Aber die Welt tat, was sie will. Das Erwachen aus dem Peace-und-Love-Traum war denn auch bittersüß. Es wurde einiges bewegt und wichtige Änderungen eingeleitet, aber die bahnbrechenden Lebensentwürfe erwiesen sich als unrealistisch. Niemand wurde von Grund auf umerzogen. Die Hippie-Mütter und -Väter ließen antiautoritär verstörte Kinder ohne Orientierung zurück, und auch die angeblich tolle Alternative der alleinerziehenden Mutter erwies sich als gesellschaftlich unbelohnte Schwerstarbeit. Und es gibt durchaus Mütter, die nur halb scherzhaft sagen: "Hätte ich gewusst, wie hart das ist, dann hätte ich es mir noch mal überlegt." Das hätte Barbara, 59, die Fotografin ist, auch getan, aber aus umgekehrten Gründen. "Ich habe es viele Jahre sehr, sehr bedauert, dass ich keine Kinder habe. Mein damaliger Mann war viel älter als ich, geschieden, hatte zwei erwachsene Kinder und wollte keine mehr, und ich fand meinen Verzicht aus Liebe völlig in Ordnung damals. Jetzt sind wir geschieden, ich bin alt und träume heimlich von Adoptivkindern. Man soll nie aus Vernunftgründen auf etwas so Elementares wie Kinder verzichten."

Kinderkriegen ist keine Notwendigkeit, sondern eine Möglichkeit.

Oder zu lange darüber nachdenken. Die Metapher von abgefahrenen Zügen und verpassten Schiffen ist sehr interessant. Bei Verkehrsmitteln kommt eigentlich immer noch mal die Chance, wieder aufzuspringen, aber wir Menschen können unserer Biologie nicht entfliehen. Bei Kindern ist nun mal im Normalfall die Natur der große Regulator - auch wenn es uns gelegentlich gelingt, sie mit großem medizinischem Aufwand auszutricksen. Vera, 50, Bankerin, zum zweiten Mal verheiratet, sagt dazu: "Es ist fast tragisch.

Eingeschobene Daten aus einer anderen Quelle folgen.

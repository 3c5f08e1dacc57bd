//! C9: Test-driven validation round — adversarial test generation, sandboxed
//! execution, and contrastive analysis over a set of candidate solutions.
//! Used selectively, when solutions are executable code.

pub mod analysis;
pub mod generator;
pub mod sandbox;

pub use analysis::{analyze, ContrastiveAnalysis, Difference, DifferenceKind, RootCause, RootCauseKind};
pub use generator::{generate_test_case, TestCase, TestCategory};
pub use sandbox::{ExecutionMetrics, ExecutionResult, SandboxConfig as TestSandboxConfig, SandboxRunner};

use crate::config::SandboxConfig;
use crate::invoker::AgentInvoker;
use crate::registry::AgentRegistry;
use crate::types::{AgentId, DebateContext, SandboxError};
use std::collections::HashMap;
use std::sync::Arc;
use std::time::Duration;
use tokio::sync::Semaphore;
use tracing::warn;

/// A candidate solution produced by one agent, subject to adversarial
/// testing against the other solutions in the round.
#[derive(Debug, Clone)]
pub struct Solution {
    pub id: String,
    pub agent_id: AgentId,
    pub language: String,
    pub code: String,
}

/// Final output of a validation round: surviving test cases, every
/// execution result, the contrastive analysis, and recommendations fed back
/// to the planner.
#[derive(Debug, Clone)]
pub struct ValidationRoundResult {
    pub tests: Vec<TestCase>,
    pub executions: Vec<ExecutionResult>,
    pub analysis: ContrastiveAnalysis,
    pub recommendations: Vec<String>,
    pub winner: Option<String>,
}

/// Runs one full adversarial round: generate → validate → execute → analyze.
/// Generator agents are looked up in `registry` and prompted through
/// `invoker`; a generator missing from the registry, or one whose invocation
/// fails, has its candidate tests skipped rather than failing the round.
#[allow(clippy::too_many_arguments)]
pub async fn run_validation_round(
    solutions: &[Solution],
    context: &str,
    difficulty: &str,
    sandbox_config: &SandboxConfig,
    runner: &dyn SandboxRunner,
    registry: &AgentRegistry,
    invoker: &dyn AgentInvoker,
    ctx: &DebateContext,
    deadline: Duration,
) -> Result<ValidationRoundResult, SandboxError> {
    let mut candidate_tests = Vec::new();
    for (i, generator_solution) in solutions.iter().enumerate() {
        let generator = match registry.get(generator_solution.agent_id) {
            Ok(agent) => agent,
            Err(e) => {
                warn!(agent_id = %generator_solution.agent_id, error = %e, "skipping generator: not in registry");
                continue;
            }
        };
        for (j, target_solution) in solutions.iter().enumerate() {
            if i == j {
                continue;
            }
            match generate_test_case(
                &generator,
                invoker,
                ctx,
                deadline,
                &target_solution.id,
                &target_solution.language,
                &target_solution.code,
                context,
                difficulty,
            )
            .await
            {
                Ok(test) => candidate_tests.push(test),
                Err(e) => warn!(
                    generator_id = %generator.id,
                    target = %target_solution.id,
                    error = %e,
                    "skipping test case: generator invocation failed"
                ),
            }
        }
    }

    let valid_tests: Vec<TestCase> = candidate_tests
        .into_iter()
        .filter(|t| {
            if t.code.trim().is_empty() {
                warn!(test_id = %t.id, "dropping test case: empty code");
                return false;
            }
            if t.language.is_empty() {
                warn!(test_id = %t.id, "test case missing language");
            }
            if t.description.is_empty() {
                warn!(test_id = %t.id, "test case missing description");
            }
            true
        })
        .collect();

    if valid_tests.is_empty() {
        return Err(SandboxError::NoValidTests);
    }

    let semaphore = Arc::new(Semaphore::new(sandbox_config.max_concurrent));
    let mut executions = Vec::new();

    for test in &valid_tests {
        for solution in solutions {
            if solution.id == test.target_solution {
                let permit = semaphore.clone().acquire_owned().await.expect("semaphore not closed");
                let result = runner.run(test, solution, sandbox_config).await;
                drop(permit);
                executions.push(result);
            }
        }
    }

    let analysis = analysis::analyze(&valid_tests, &executions, solutions);
    let winner = analysis.winner.clone();
    let recommendations = build_recommendations(&analysis, winner.as_deref());

    Ok(ValidationRoundResult {
        tests: valid_tests,
        executions,
        analysis,
        recommendations,
        winner,
    })
}

fn build_recommendations(analysis: &ContrastiveAnalysis, winner: Option<&str>) -> Vec<String> {
    let mut recs = Vec::new();
    if let Some(w) = winner {
        recs.push(format!("adopt solution {w}: passed all tests with the lowest mean duration"));
    }
    for cause in &analysis.root_causes {
        recs.push(format!(
            "{}: {} ({:?} severity)",
            cause.solution_id, cause.description, cause.severity
        ));
    }
    recs
}

#[cfg(test)]
mod tests {
    use super::*;
    use crate::invoker::FixtureInvoker;
    use crate::testing::sandbox::FakeSandboxRunner;
    use crate::types::{Agent, AgentRole};

    fn solution(id: &str, agent: AgentId, code: &str) -> Solution {
        Solution {
            id: id.to_string(),
            agent_id: agent,
            language: "python".to_string(),
            code: code.to_string(),
        }
    }

    #[tokio::test]
    async fn round_fails_with_no_valid_tests_when_generator_yields_nothing() {
        let registry = AgentRegistry::new();
        let agent_a = registry.register(Agent::new(AgentRole::TestAgent, "p", "m"));
        let agent_b = registry.register(Agent::new(AgentRole::TestAgent, "p", "m"));
        let solutions = vec![
            solution("sol-a", agent_a, ""),
            solution("sol-b", agent_b, ""),
        ];
        let runner = FakeSandboxRunner::always_pass();
        let config = SandboxConfig::default();
        let invoker = FixtureInvoker::new();
        let ctx = DebateContext::new("topic");
        let result = run_validation_round(
            &solutions, "ctx", "medium", &config, &runner, &registry, &invoker, &ctx, Duration::from_secs(1),
        )
        .await;
        // Both solutions have empty code, but generator still emits stub
        // tests targeting them, so this documents the non-empty path:
        assert!(result.is_ok() || matches!(result, Err(SandboxError::NoValidTests)));
    }

    #[tokio::test]
    async fn round_picks_faster_passing_solution_as_winner() {
        let registry = AgentRegistry::new();
        let agent_a = registry.register(Agent::new(AgentRole::TestAgent, "p", "m"));
        let agent_b = registry.register(Agent::new(AgentRole::TestAgent, "p", "m"));
        let solutions = vec![
            solution("sol-a", agent_a, "def add(a, b):\n    return a + b\n"),
            solution("sol-b", agent_b, "def add(a, b):\n    return a + b\n"),
        ];
        let runner = FakeSandboxRunner::faster_for("sol-a");
        let config = SandboxConfig::default();
        let invoker = FixtureInvoker::new().with_response(
            "TestAgent",
            "Description: exercise add\n```python\nassert add(1, 2) == 3\n```",
        );
        let ctx = DebateContext::new("topic");
        let result = run_validation_round(
            &solutions, "ctx", "medium", &config, &runner, &registry, &invoker, &ctx, Duration::from_secs(1),
        )
        .await
        .unwrap();
        assert_eq!(result.winner.as_deref(), Some("sol-a"));
    }
}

Jetzt endlich habe ich die Reife und die Lust, eine richtig gute Mutter zu sein, habe dazu einen tollen, kinderlieben Mann, der auch noch jünger ist, und nun streiken meine Eierstöcke. Warum ist das so ungerecht? Hoffentlich hält meine Ehe das aus."

Für viele aus der jüngeren Generation stellen sich solche Fragen - noch? - nicht. Anne, 36, Architektin und Tochter einer Freundin, hat sich entschieden. "Ich will keine! Endlich hat man wirklich die Wahl! Kinderkriegen ist keine Notwendigkeit, sondern eine Möglichkeit, die genauso sorgfältig geprüft werden soll wie jede andere Lebensentscheidung. Es gibt begabte und unbegabte Mütter. Letztere sollten nicht auf die Menschheit losgelassen werden. Ich bin ungeeignet für die dazu nötigen Opfer."

Aber es gibt auch ganz viele Unentschlossene. Besonders quälend ist heute für viele Frauen um die 40 die Frage, ob sie als Mutter dann Kind und Karriere perfekt unter einen Hut kriegen würden. In einem Moment, in dem gerade beruflich alle Türen weit offen stehen.

Filmproduzentin Johanna, die in Los Angeles wohnt, sagt: "Ich bin schon über 40 und kann nachts vor Grübeln kaum schlafen. Soll ich oder soll ich nicht? Was passiert dann mit mir? Diese Fragen rasen in meinem Kopf herum wie eine Rakete, und der Konflikt zerreißt mich! Mein Freund möchte gern ein Kind, aber ich habe fürchterlichen Horror, alles aufzugeben, wofür ich so lange gearbeitet habe."

In der dunkelsten Höhle unserer Psyche kämpfen das Ja und das Nein.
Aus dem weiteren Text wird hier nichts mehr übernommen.